## Directions for this task
Please output the data below exactly as given, starting at its first line and stopping after the line that contains "byte, each as".

## Records supplied
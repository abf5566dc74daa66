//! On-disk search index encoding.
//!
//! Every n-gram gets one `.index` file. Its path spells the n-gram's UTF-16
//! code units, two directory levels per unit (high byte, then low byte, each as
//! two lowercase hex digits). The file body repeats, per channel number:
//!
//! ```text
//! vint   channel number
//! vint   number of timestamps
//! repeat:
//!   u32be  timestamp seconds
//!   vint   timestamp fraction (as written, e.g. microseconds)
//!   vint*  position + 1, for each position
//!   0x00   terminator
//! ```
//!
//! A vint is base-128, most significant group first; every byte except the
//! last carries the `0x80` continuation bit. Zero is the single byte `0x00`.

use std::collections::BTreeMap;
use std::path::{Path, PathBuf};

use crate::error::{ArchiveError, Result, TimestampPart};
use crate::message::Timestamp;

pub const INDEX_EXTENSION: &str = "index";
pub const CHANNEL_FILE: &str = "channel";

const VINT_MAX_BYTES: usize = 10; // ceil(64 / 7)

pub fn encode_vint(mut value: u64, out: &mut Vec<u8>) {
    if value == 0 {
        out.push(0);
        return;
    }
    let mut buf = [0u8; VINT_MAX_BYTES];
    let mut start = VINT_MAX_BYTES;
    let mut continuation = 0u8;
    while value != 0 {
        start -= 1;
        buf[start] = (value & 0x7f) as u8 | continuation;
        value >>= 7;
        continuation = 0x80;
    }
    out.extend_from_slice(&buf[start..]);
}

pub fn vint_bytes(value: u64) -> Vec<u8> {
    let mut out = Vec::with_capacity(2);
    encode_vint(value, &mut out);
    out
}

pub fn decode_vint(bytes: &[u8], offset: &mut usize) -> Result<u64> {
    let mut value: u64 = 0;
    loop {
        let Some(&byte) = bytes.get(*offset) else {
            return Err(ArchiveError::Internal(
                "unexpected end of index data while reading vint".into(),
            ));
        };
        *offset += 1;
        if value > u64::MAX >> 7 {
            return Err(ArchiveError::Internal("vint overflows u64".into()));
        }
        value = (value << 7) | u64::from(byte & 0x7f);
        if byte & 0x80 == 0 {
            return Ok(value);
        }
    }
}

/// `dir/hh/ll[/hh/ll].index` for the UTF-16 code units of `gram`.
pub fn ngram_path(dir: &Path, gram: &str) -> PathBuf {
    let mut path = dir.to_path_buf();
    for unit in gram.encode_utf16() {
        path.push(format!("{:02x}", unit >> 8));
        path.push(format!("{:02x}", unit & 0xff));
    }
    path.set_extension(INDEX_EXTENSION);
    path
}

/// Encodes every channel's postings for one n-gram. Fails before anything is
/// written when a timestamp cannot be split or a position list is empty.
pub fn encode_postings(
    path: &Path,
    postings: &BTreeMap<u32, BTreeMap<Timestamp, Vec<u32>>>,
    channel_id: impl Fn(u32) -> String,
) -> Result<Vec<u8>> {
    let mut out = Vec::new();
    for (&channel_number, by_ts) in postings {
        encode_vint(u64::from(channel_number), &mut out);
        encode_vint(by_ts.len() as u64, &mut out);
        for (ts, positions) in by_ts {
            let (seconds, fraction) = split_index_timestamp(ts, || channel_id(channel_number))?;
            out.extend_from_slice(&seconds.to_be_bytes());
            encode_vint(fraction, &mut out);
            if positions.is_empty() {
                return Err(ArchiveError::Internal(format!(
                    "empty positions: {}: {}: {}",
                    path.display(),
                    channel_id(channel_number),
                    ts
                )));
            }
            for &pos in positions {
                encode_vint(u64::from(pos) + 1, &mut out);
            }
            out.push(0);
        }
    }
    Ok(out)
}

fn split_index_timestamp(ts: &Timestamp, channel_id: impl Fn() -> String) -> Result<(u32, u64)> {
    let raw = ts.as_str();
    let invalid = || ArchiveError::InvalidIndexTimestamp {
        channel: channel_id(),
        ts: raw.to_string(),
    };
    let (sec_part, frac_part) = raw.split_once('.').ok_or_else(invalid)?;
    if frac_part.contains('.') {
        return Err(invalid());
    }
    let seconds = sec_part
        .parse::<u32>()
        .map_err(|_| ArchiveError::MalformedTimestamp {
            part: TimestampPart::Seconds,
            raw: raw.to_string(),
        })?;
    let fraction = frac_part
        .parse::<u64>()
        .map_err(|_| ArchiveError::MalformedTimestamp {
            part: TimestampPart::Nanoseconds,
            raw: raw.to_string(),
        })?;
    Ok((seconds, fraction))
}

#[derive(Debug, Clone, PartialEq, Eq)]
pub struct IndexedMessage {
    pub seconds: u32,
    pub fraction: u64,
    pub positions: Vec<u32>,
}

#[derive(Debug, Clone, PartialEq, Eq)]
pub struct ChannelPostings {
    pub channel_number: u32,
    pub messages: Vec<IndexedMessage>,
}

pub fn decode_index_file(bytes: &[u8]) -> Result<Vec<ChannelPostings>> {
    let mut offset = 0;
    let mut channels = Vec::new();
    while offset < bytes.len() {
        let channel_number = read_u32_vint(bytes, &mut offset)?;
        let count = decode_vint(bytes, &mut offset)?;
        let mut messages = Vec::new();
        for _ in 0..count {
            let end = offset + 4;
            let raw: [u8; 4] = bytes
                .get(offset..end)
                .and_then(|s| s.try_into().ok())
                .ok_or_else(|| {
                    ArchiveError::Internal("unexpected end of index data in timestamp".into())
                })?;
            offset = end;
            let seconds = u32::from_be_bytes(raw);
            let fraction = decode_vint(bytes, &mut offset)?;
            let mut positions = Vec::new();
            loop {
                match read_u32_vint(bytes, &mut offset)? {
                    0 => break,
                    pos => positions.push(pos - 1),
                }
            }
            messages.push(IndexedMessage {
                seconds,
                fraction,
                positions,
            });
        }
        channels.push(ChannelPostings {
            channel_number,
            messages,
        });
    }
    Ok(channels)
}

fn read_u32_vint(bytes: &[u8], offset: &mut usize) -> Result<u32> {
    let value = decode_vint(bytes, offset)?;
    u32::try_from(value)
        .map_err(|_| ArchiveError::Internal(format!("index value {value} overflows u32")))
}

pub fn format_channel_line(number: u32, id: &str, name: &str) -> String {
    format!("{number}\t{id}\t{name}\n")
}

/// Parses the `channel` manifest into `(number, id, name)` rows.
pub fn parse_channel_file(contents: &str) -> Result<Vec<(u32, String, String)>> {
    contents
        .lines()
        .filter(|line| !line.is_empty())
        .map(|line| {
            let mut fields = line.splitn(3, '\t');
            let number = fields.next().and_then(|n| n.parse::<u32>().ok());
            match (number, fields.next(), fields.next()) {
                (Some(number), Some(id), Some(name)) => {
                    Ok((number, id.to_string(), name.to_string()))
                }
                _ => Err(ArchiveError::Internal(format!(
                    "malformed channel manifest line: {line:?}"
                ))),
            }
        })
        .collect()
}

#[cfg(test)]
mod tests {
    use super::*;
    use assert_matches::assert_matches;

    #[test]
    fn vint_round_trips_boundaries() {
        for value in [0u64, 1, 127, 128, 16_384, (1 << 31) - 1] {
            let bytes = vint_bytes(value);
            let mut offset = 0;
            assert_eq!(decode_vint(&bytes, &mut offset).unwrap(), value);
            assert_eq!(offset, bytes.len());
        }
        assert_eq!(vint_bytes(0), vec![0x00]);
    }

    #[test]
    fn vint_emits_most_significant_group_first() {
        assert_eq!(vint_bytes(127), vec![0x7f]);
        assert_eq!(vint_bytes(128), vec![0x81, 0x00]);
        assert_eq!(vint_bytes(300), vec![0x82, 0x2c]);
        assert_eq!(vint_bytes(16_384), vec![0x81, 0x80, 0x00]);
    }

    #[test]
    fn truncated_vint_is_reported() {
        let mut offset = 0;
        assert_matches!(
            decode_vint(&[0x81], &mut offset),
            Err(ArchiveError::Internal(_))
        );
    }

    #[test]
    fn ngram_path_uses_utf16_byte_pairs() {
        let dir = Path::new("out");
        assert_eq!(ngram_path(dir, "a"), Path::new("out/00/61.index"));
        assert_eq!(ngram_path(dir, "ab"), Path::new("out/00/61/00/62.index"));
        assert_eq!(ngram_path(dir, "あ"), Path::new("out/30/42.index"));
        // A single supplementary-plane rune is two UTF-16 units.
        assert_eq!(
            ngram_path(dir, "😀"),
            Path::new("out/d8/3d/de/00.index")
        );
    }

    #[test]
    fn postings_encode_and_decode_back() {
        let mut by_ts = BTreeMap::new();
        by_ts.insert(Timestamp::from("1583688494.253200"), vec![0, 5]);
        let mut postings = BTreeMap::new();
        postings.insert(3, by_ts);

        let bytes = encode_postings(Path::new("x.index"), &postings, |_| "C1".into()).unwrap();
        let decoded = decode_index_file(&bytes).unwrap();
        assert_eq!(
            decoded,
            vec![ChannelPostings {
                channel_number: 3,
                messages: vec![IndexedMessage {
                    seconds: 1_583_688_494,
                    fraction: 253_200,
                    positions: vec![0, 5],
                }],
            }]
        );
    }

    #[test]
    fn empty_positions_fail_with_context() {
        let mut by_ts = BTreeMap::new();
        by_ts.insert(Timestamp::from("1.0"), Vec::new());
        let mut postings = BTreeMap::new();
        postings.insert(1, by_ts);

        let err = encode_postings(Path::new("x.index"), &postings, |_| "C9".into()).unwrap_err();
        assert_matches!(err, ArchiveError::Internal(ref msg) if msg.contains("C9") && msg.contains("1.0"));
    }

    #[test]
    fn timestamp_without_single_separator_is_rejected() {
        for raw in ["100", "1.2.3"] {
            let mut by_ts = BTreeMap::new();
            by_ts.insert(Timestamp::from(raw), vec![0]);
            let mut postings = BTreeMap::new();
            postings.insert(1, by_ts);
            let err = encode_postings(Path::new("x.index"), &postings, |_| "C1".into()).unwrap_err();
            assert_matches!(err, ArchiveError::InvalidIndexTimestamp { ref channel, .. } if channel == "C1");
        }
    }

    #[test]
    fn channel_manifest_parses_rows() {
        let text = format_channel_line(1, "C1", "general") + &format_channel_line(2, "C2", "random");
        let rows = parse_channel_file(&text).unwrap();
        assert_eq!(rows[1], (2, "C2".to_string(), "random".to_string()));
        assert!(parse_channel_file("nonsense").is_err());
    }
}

## Written reply
repository abf5566dc74daa66
//! On-disk search index encoding.
//!
//! Every n-gram gets one `.index` file. Its path spells the n-gram's UTF-16
//! code units, two directory levels per unit (high byte, then low byte, each as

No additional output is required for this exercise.